Илларионов специально вышел из дома пораньше, чтобы убедиться, что за ним никто не следит.
Повернув с Сивцева Вражка на Арбат, оказавшись в полупьяной, хаотично движущейся толпе, он подумал, что в современной России нет смысла кому-то за кем-то следить, потому что в случае необходимости этого «кого-то» всегда можно убить. Отказавшись от коммунизма, Россия тем не менее (еще решительнее) продолжила жить по принципу: нет человека – нет проблем.
Людей с каждым днем действительно становилось меньше.
Но проблемы не исчезали. Просто на решение каждой требовалось все возрастающее количество трупов. Это была так называемая криминальная математическая генетика – кримматген. Илларионову запомнился сей термин из курса социальной психологии. Суть заключалась в том, что число членов непреследуемой, то есть находящейся как бы в лабораторных (чисто экспериментальных) условиях банды росло вместе с числом совершаемых ими убийств в классической «менделеевской» – генетической, «гороховой» – пропорции. На каждых трех новых членов банды в год приходилось в среднем одно убийство. В то же время число членов неустанно преследуемой банды сокращалось, равно как и число совершаемых ими убийств. Тут пропорция зеркально менялась. Каждый уничтоженный (посаженный) бандит снижал показатели банды в среднем на три трупа в год. Потому-то криминальная полиция большинства стран мира неустанно (с библейской последовательностью и библейским же безнадежным отчаяньем) преследовала бандитов.
В России, похоже, придерживались на этот счет другого мнения. Илларионову было доподлинно известно, что существуют (естественно, не преследуемые милицией) отраслевые, скажем, «держащие» железные дороги, или энергетику (в том числе атомную) целых регионов, банды численностью до тысячи человек.
Но государство не ставило перед собой цели их уничтожить.
Илларионов вспомнил слова генерала Толстого, что конечным, но не окончательным смыслом цели является ее очевидное обессмысливание в момент достижения.
– Что же тогда – окончательный смысл? – поинтересовался Илларионов, заподозрив генерала в бернштейнианстве, в исповедовании в равной степени ни подтвержденного, ни опровергнутого жизнью принципа: «Движение – все, конечная цель – ничто».

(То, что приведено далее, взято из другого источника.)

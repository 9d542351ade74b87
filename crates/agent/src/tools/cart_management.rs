use std::fmt::Write as _;
use std::sync::Arc;

use async_trait::async_trait;
use carta_backend::BackendApi;
use carta_core::CartItem;
use serde_json::{json, Value};

use super::{int_arg, Tool};

pub struct AddToCart {
    api: Arc<dyn BackendApi>,
}

impl AddToCart {
    pub fn new(api: Arc<dyn BackendApi>) -> Self {
        Self { api }
    }
}

#[async_trait]
impl Tool for AddToCart {
    fn name(&self) -> &'static str {
        "add_to_cart"
    }

    fn description(&self) -> &'static str {
        "Add a product to the shopping cart."
    }

    fn input_schema(&self) -> Value {
        json!({
            "type": "object",
            "properties": {
                "product_id": {
                    "type": "integer",
                    "description": "The ID of the product to add to cart"
                },
                "quantity": {
                    "type": "integer",
                    "description": "Number of items to add (default: 1)"
                }
            },
            "required": ["product_id"]
        })
    }

    async fn execute(&self, input: Value) -> String {
        let Some(product_id) = int_arg(&input, "product_id") else {
            return "I need a product ID to add to your cart.".to_string();
        };
        let quantity = int_arg(&input, "quantity").unwrap_or(1);

        // Validation happens before any backend call.
        if quantity <= 0 {
            return "Quantity must be a positive number. Please specify how many items you'd like to add."
                .to_string();
        }
        let quantity = quantity as u32;

        let Some(product) = self.api.get_product_by_id(product_id).await else {
            return format!(
                "Product with ID {product_id} not found. Please check the product ID and try again."
            );
        };

        if self.api.add_to_cart(product_id, quantity).await {
            let total_cost = product.price * f64::from(quantity);
            let mut result = format!("✅ Added {quantity}x **{}** to your cart!\n\n", product.name);
            let _ = writeln!(result, "{} {}", product.emoji, product.name);
            let _ = writeln!(result, "💰 ${:.2} each", product.price);
            let _ = writeln!(result, "📦 Quantity: {quantity}");
            let _ = writeln!(result, "💵 Total: ${total_cost:.2}\n");
            result.push_str("Would you like to continue shopping or view your cart?");
            result
        } else {
            format!("Sorry, I couldn't add {} to your cart. Please try again later.", product.name)
        }
    }
}

pub struct RemoveFromCart {
    api: Arc<dyn BackendApi>,
}

impl RemoveFromCart {
    pub fn new(api: Arc<dyn BackendApi>) -> Self {
        Self { api }
    }
}

#[async_trait]
impl Tool for RemoveFromCart {
    fn name(&self) -> &'static str {
        "remove_from_cart"
    }

    fn description(&self) -> &'static str {
        "Remove an item from the shopping cart."
    }

    fn input_schema(&self) -> Value {
        json!({
            "type": "object",
            "properties": {
                "cart_item_id": {
                    "type": "integer",
                    "description": "The ID of the cart item to remove"
                }
            },
            "required": ["cart_item_id"]
        })
    }

    async fn execute(&self, input: Value) -> String {
        let Some(cart_item_id) = int_arg(&input, "cart_item_id") else {
            return "I need a cart item ID to remove.".to_string();
        };

        // There is no direct cart-item lookup endpoint; find it in the full
        // listing so a bad id is reported instead of silently ignored.
        let cart_items = self.api.get_cart_items().await;
        let Some(item) = find_item(&cart_items, cart_item_id) else {
            return format!(
                "Cart item with ID {cart_item_id} not found. Please check your cart and try again."
            );
        };

        if self.api.remove_from_cart(cart_item_id).await {
            let mut result = format!("🗑️ Removed **{}** from your cart.\n\n", item.name);
            let _ = writeln!(result, "Removed: {}x {}", item.quantity, item.name);
            let _ = writeln!(result, "Saved: ${:.2}\n", item.line_total());
            result.push_str("Would you like to continue shopping or view your updated cart?");
            result
        } else {
            format!(
                "Sorry, I couldn't remove {} from your cart. Please try again later.",
                item.name
            )
        }
    }
}

pub struct UpdateCartQuantity {
    api: Arc<dyn BackendApi>,
}

impl UpdateCartQuantity {
    pub fn new(api: Arc<dyn BackendApi>) -> Self {
        Self { api }
    }
}

#[async_trait]
impl Tool for UpdateCartQuantity {
    fn name(&self) -> &'static str {
        "update_cart_quantity"
    }

    fn description(&self) -> &'static str {
        "Update the quantity of an item in the shopping cart."
    }

    fn input_schema(&self) -> Value {
        json!({
            "type": "object",
            "properties": {
                "cart_item_id": {
                    "type": "integer",
                    "description": "The ID of the cart item to update"
                },
                "new_quantity": {
                    "type": "integer",
                    "description": "The new quantity for the item"
                }
            },
            "required": ["cart_item_id", "new_quantity"]
        })
    }

    async fn execute(&self, input: Value) -> String {
        let (Some(cart_item_id), Some(new_quantity)) =
            (int_arg(&input, "cart_item_id"), int_arg(&input, "new_quantity"))
        else {
            return "I need a cart item ID and a new quantity to update.".to_string();
        };

        if new_quantity <= 0 {
            return "Quantity must be a positive number. To remove an item completely, use the remove_from_cart tool."
                .to_string();
        }
        let new_quantity = new_quantity as u32;

        let cart_items = self.api.get_cart_items().await;
        let Some(item) = find_item(&cart_items, cart_item_id) else {
            return format!(
                "Cart item with ID {cart_item_id} not found. Please check your cart and try again."
            );
        };

        let old_quantity = item.quantity;

        if self.api.update_cart_item(cart_item_id, new_quantity).await {
            let old_total = item.price * f64::from(old_quantity);
            let new_total = item.price * f64::from(new_quantity);
            let difference = new_total - old_total;

            let mut result = format!("📦 Updated **{}** quantity in your cart.\n\n", item.name);
            let _ = writeln!(result, "{} {}", item.emoji, item.name);
            let _ = writeln!(result, "Old quantity: {old_quantity} → New quantity: {new_quantity}");
            let _ = writeln!(result, "Price change: ${difference:+.2}");
            let _ = writeln!(result, "New item total: ${new_total:.2}\n");

            if new_quantity > old_quantity {
                result.push_str("Great choice! Added more items to your cart.");
            } else {
                result.push_str("Updated! Reduced the quantity in your cart.");
            }
            result
        } else {
            format!(
                "Sorry, I couldn't update the quantity for {}. Please try again later.",
                item.name
            )
        }
    }
}

pub struct ClearCart {
    api: Arc<dyn BackendApi>,
}

impl ClearCart {
    pub fn new(api: Arc<dyn BackendApi>) -> Self {
        Self { api }
    }
}

#[async_trait]
impl Tool for ClearCart {
    fn name(&self) -> &'static str {
        "clear_cart"
    }

    fn description(&self) -> &'static str {
        "Remove all items from the shopping cart."
    }

    fn input_schema(&self) -> Value {
        json!({ "type": "object", "properties": {} })
    }

    async fn execute(&self, _input: Value) -> String {
        let cart_items = self.api.get_cart_items().await;

        if cart_items.is_empty() {
            return "Your cart is already empty! Ready to start shopping?".to_string();
        }

        // No bulk-delete endpoint: items go one at a time, and a partial
        // result is reported as such.
        let mut removed_count = 0_usize;
        let mut total_saved = 0.0_f64;

        for item in &cart_items {
            if self.api.remove_from_cart(item.id).await {
                removed_count += 1;
                total_saved += item.line_total();
            }
        }

        if removed_count == cart_items.len() {
            let mut result =
                format!("🗑️ **Cart cleared!** Removed all {removed_count} items.\n\n");
            let _ = writeln!(result, "Items removed: {removed_count}");
            let _ = writeln!(result, "Total value cleared: ${total_saved:.2}\n");
            result.push_str(
                "Your cart is now empty and ready for new items. What would you like to shop for?",
            );
            result
        } else if removed_count > 0 {
            format!(
                "⚠️ **Partially cleared:** Removed {removed_count} out of {} items.\n\nSome items couldn't be removed. Please try again or contact support.",
                cart_items.len()
            )
        } else {
            "Sorry, I couldn't clear your cart. Please try again later.".to_string()
        }
    }
}

fn find_item(cart_items: &[CartItem], cart_item_id: i64) -> Option<&CartItem> {
    cart_items.iter().find(|item| item.id == cart_item_id)
}

#[cfg(test)]
mod tests {
    use std::sync::atomic::Ordering;
    use std::sync::Arc;

    use serde_json::json;

    use super::super::stub::{cart_item, product, ScriptedStore};
    use super::super::Tool;
    use super::{AddToCart, ClearCart, RemoveFromCart, UpdateCartQuantity};

    #[tokio::test]
    async fn add_reports_line_total_from_quantity_and_unit_price() {
        let api = Arc::new(
            ScriptedStore::default()
                .with_products(vec![product(1, "Smartphone", 299.99, "Electronics")]),
        );
        let tool = AddToCart::new(api);

        let reply = tool.execute(json!({ "product_id": 1, "quantity": 2 })).await;
        assert!(reply.starts_with("✅ Added 2x **Smartphone** to your cart!"));
        assert!(reply.contains("💰 $299.99 each"));
        assert!(reply.contains("💵 Total: $599.98"));
    }

    #[tokio::test]
    async fn non_positive_quantity_is_rejected_before_any_backend_call() {
        let api = Arc::new(
            ScriptedStore::default()
                .with_products(vec![product(1, "Smartphone", 299.99, "Electronics")]),
        );
        let tool = AddToCart::new(api.clone());

        let reply = tool.execute(json!({ "product_id": 1, "quantity": 0 })).await;
        assert!(reply.starts_with("Quantity must be a positive number."));
        assert_eq!(api.calls.total(), 0);

        let reply = tool.execute(json!({ "product_id": 1, "quantity": -3 })).await;
        assert!(reply.starts_with("Quantity must be a positive number."));
        assert_eq!(api.calls.total(), 0);
    }

    #[tokio::test]
    async fn add_defaults_to_one_item() {
        let api = Arc::new(
            ScriptedStore::default()
                .with_products(vec![product(1, "Smartphone", 299.99, "Electronics")]),
        );
        let tool = AddToCart::new(api);

        let reply = tool.execute(json!({ "product_id": 1 })).await;
        assert!(reply.contains("📦 Quantity: 1"));
    }

    #[tokio::test]
    async fn rejected_add_is_reported_as_a_backend_apology() {
        let api = Arc::new(
            ScriptedStore::default()
                .with_products(vec![product(1, "Smartphone", 299.99, "Electronics")])
                .failing_adds(),
        );
        let tool = AddToCart::new(api);

        let reply = tool.execute(json!({ "product_id": 1, "quantity": 1 })).await;
        assert_eq!(
            reply,
            "Sorry, I couldn't add Smartphone to your cart. Please try again later."
        );
    }

    #[tokio::test]
    async fn remove_reports_unknown_ids_instead_of_ignoring_them() {
        let api =
            Arc::new(ScriptedStore::default().with_cart(vec![cart_item(5, "Laptop", 999.0, 1)]));
        let tool = RemoveFromCart::new(api.clone());

        let reply = tool.execute(json!({ "cart_item_id": 9 })).await;
        assert_eq!(
            reply,
            "Cart item with ID 9 not found. Please check your cart and try again."
        );
        assert_eq!(api.calls.remove_from_cart.load(Ordering::SeqCst), 0);
    }

    #[tokio::test]
    async fn remove_reports_the_value_returned_to_the_customer() {
        let api =
            Arc::new(ScriptedStore::default().with_cart(vec![cart_item(5, "Laptop", 999.0, 2)]));
        let tool = RemoveFromCart::new(api);

        let reply = tool.execute(json!({ "cart_item_id": 5 })).await;
        assert!(reply.starts_with("🗑️ Removed **Laptop** from your cart."));
        assert!(reply.contains("Removed: 2x Laptop"));
        assert!(reply.contains("Saved: $1998.00"));
    }

    #[tokio::test]
    async fn update_reports_a_signed_price_delta() {
        let api =
            Arc::new(ScriptedStore::default().with_cart(vec![cart_item(5, "Laptop", 100.0, 2)]));
        let tool = UpdateCartQuantity::new(api.clone());

        let increase = tool.execute(json!({ "cart_item_id": 5, "new_quantity": 3 })).await;
        assert!(increase.contains("Old quantity: 2 → New quantity: 3"));
        assert!(increase.contains("Price change: $+100.00"));
        assert!(increase.contains("New item total: $300.00"));
        assert!(increase.ends_with("Great choice! Added more items to your cart."));

        let decrease = tool.execute(json!({ "cart_item_id": 5, "new_quantity": 1 })).await;
        assert!(decrease.contains("Price change: $-100.00"));
        assert!(decrease.ends_with("Updated! Reduced the quantity in your cart."));
    }

    #[tokio::test]
    async fn update_rejects_non_positive_quantity_without_backend_calls() {
        let api = Arc::new(ScriptedStore::default());
        let tool = UpdateCartQuantity::new(api.clone());

        let reply = tool.execute(json!({ "cart_item_id": 5, "new_quantity": 0 })).await;
        assert!(reply.contains("use the remove_from_cart tool"));
        assert_eq!(api.calls.total(), 0);
    }

    #[tokio::test]
    async fn clear_reports_full_success_with_counts_and_value() {
        let api = Arc::new(ScriptedStore::default().with_cart(vec![
            cart_item(1, "Laptop", 100.0, 1),
            cart_item(2, "Mug", 8.5, 2),
        ]));
        let tool = ClearCart::new(api);

        let reply = tool.execute(json!({})).await;
        assert!(reply.starts_with("🗑️ **Cart cleared!** Removed all 2 items."));
        assert!(reply.contains("Total value cleared: $117.00"));
    }

    #[tokio::test]
    async fn clear_reports_partial_success_with_counts() {
        let api = Arc::new(
            ScriptedStore::default()
                .with_cart(vec![
                    cart_item(1, "Laptop", 100.0, 1),
                    cart_item(2, "Mug", 8.5, 2),
                    cart_item(3, "Lamp", 25.0, 1),
                ])
                .with_removal_budget(1),
        );
        let tool = ClearCart::new(api);

        let reply = tool.execute(json!({})).await;
        assert!(reply.starts_with("⚠️ **Partially cleared:** Removed 1 out of 3 items."));
    }

    #[tokio::test]
    async fn clearing_an_empty_cart_is_a_friendly_noop() {
        let tool = ClearCart::new(Arc::new(ScriptedStore::default()));
        assert_eq!(
            tool.execute(json!({})).await,
            "Your cart is already empty! Ready to start shopping?"
        );
    }
}
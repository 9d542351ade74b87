use anyhow::{bail, Context, Result};
use async_trait::async_trait;
use reqwest::Client;
use secrecy::{ExposeSecret, SecretString};
use serde_json::{json, Value};
use tracing::{debug, info, warn};

use crate::auth::BedrockAuth;
use crate::llm::ToolAgent;
use crate::response::AgentResponse;
use crate::tools::ToolRegistry;

/// Upper bound on tool-use rounds within one conversation turn. The model
/// call itself carries no timeout; this bound is what keeps a single turn
/// from cycling through tools forever.
const MAX_TOOL_ROUNDS: usize = 8;

/// `ToolAgent` backed by the Bedrock runtime Converse API.
///
/// Each turn sends the user message plus the registry's tool specs; as long
/// as the model stops for `tool_use`, the requested tools are executed and
/// their results fed back, then the final message is returned for
/// normalization.
pub struct BedrockConverse {
    http: Client,
    endpoint: String,
    model_id: String,
    api_key: SecretString,
    system_prompt: String,
    tools: ToolRegistry,
}

impl BedrockConverse {
    pub fn new(
        auth: &BedrockAuth,
        system_prompt: impl Into<String>,
        tools: ToolRegistry,
    ) -> Result<Self> {
        let api_key = auth
            .api_key()
            .cloned()
            .context("bedrock agent requires an api key; authenticate first")?;

        // No request timeout here: the model invocation is deliberately
        // unbounded and the turn is bounded by MAX_TOOL_ROUNDS instead.
        let http = Client::builder().build().context("failed to build bedrock http client")?;

        Ok(Self {
            http,
            endpoint: runtime_endpoint(auth.region()),
            model_id: auth.model_id().to_string(),
            api_key,
            system_prompt: system_prompt.into(),
            tools,
        })
    }

    async fn call_model(&self, messages: &[Value]) -> Result<Value> {
        let url = format!("{}/model/{}/converse", self.endpoint, self.model_id);

        let mut body = json!({
            "messages": messages,
            "system": [{ "text": self.system_prompt }],
            "inferenceConfig": { "temperature": 0.7, "maxTokens": 2048 },
        });
        if !self.tools.is_empty() {
            body["toolConfig"] = json!({ "tools": self.tools.tool_specs() });
        }

        let response = self
            .http
            .post(&url)
            .bearer_auth(self.api_key.expose_secret())
            .json(&body)
            .send()
            .await
            .context("bedrock converse request failed")?;

        let status = response.status();
        if !status.is_success() {
            let detail = response.text().await.unwrap_or_default();
            bail!("bedrock converse returned status {status}: {detail}");
        }

        response.json::<Value>().await.context("bedrock converse returned malformed json")
    }
}

fn runtime_endpoint(region: &str) -> String {
    format!("https://bedrock-runtime.{region}.amazonaws.com")
}

#[async_trait]
impl ToolAgent for BedrockConverse {
    async fn converse(&self, message: &str) -> Result<AgentResponse> {
        let mut messages = vec![json!({ "role": "user", "content": [{ "text": message }] })];

        for round in 0..MAX_TOOL_ROUNDS {
            let payload = self.call_model(&messages).await?;

            let stop_reason =
                payload.get("stopReason").and_then(Value::as_str).unwrap_or_default().to_string();
            let output_message = payload
                .get("output")
                .and_then(|output| output.get("message"))
                .cloned()
                .unwrap_or(Value::Null);

            if stop_reason != "tool_use" {
                debug!(round, stop_reason = %stop_reason, "model turn complete");
                return Ok(AgentResponse::from_value(json!({ "message": output_message })));
            }

            let content = output_message
                .get("content")
                .and_then(Value::as_array)
                .cloned()
                .unwrap_or_default();

            let mut tool_results = Vec::new();
            for block in &content {
                let Some(tool_use) = block.get("toolUse") else { continue };
                let name = tool_use.get("name").and_then(Value::as_str).unwrap_or_default();
                let tool_use_id =
                    tool_use.get("toolUseId").and_then(Value::as_str).unwrap_or_default();
                let input = tool_use.get("input").cloned().unwrap_or(Value::Null);

                info!(round, tool = name, "executing tool requested by model");
                let result_text = self.tools.execute(name, input).await;
                tool_results.push(json!({
                    "toolResult": {
                        "toolUseId": tool_use_id,
                        "content": [{ "text": result_text }],
                    }
                }));
            }

            if tool_results.is_empty() {
                warn!(round, "model stopped for tool use without tool requests");
                return Ok(AgentResponse::from_value(json!({ "message": output_message })));
            }

            messages.push(json!({ "role": "assistant", "content": content }));
            messages.push(json!({ "role": "user", "content": tool_results }));
        }

        bail!("model kept requesting tools after {MAX_TOOL_ROUNDS} rounds")
    }
}

#[cfg(test)]
mod tests {
    use carta_core::config::BedrockConfig;

    use super::{runtime_endpoint, BedrockConverse};
    use crate::auth::BedrockAuth;
    use crate::tools::ToolRegistry;

    #[test]
    fn endpoint_is_derived_from_region() {
        assert_eq!(
            runtime_endpoint("us-west-2"),
            "https://bedrock-runtime.us-west-2.amazonaws.com"
        );
    }

    #[test]
    fn construction_requires_an_api_key() {
        let auth = BedrockAuth::new(BedrockConfig {
            model_id: "us.amazon.nova-pro-v1:0".to_string(),
            region: "us-west-2".to_string(),
            api_key: None,
        });

        let result = BedrockConverse::new(&auth, "be helpful", ToolRegistry::default());
        assert!(result.is_err());
    }

    #[test]
    fn construction_succeeds_with_an_api_key() {
        let auth = BedrockAuth::new(BedrockConfig {
            model_id: "us.amazon.nova-pro-v1:0".to_string(),
            region: "eu-west-1".to_string(),
            api_key: Some("bedrock-key".to_string().into()),
        });

        let agent = BedrockConverse::new(&auth, "be helpful", ToolRegistry::default())
            .expect("agent should build");
        assert_eq!(agent.endpoint, "https://bedrock-runtime.eu-west-1.amazonaws.com");
        assert_eq!(agent.model_id, "us.amazon.nova-pro-v1:0");
    }
}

– Окончательный смысл, сынок, – ласково посмотрел на него генерал, – не в движении, а в ожидании.
– Ожидании чего? – удивился Илларионов. – Коммунизма?
– Так и быть, – вздохнул генерал Толстой, – открою тебе одну из тайн бытия: каждый в этой жизни получает то, что хочет. Вот только не всегда в приемлемой форме и почти всегда не в самой правильной пропорции.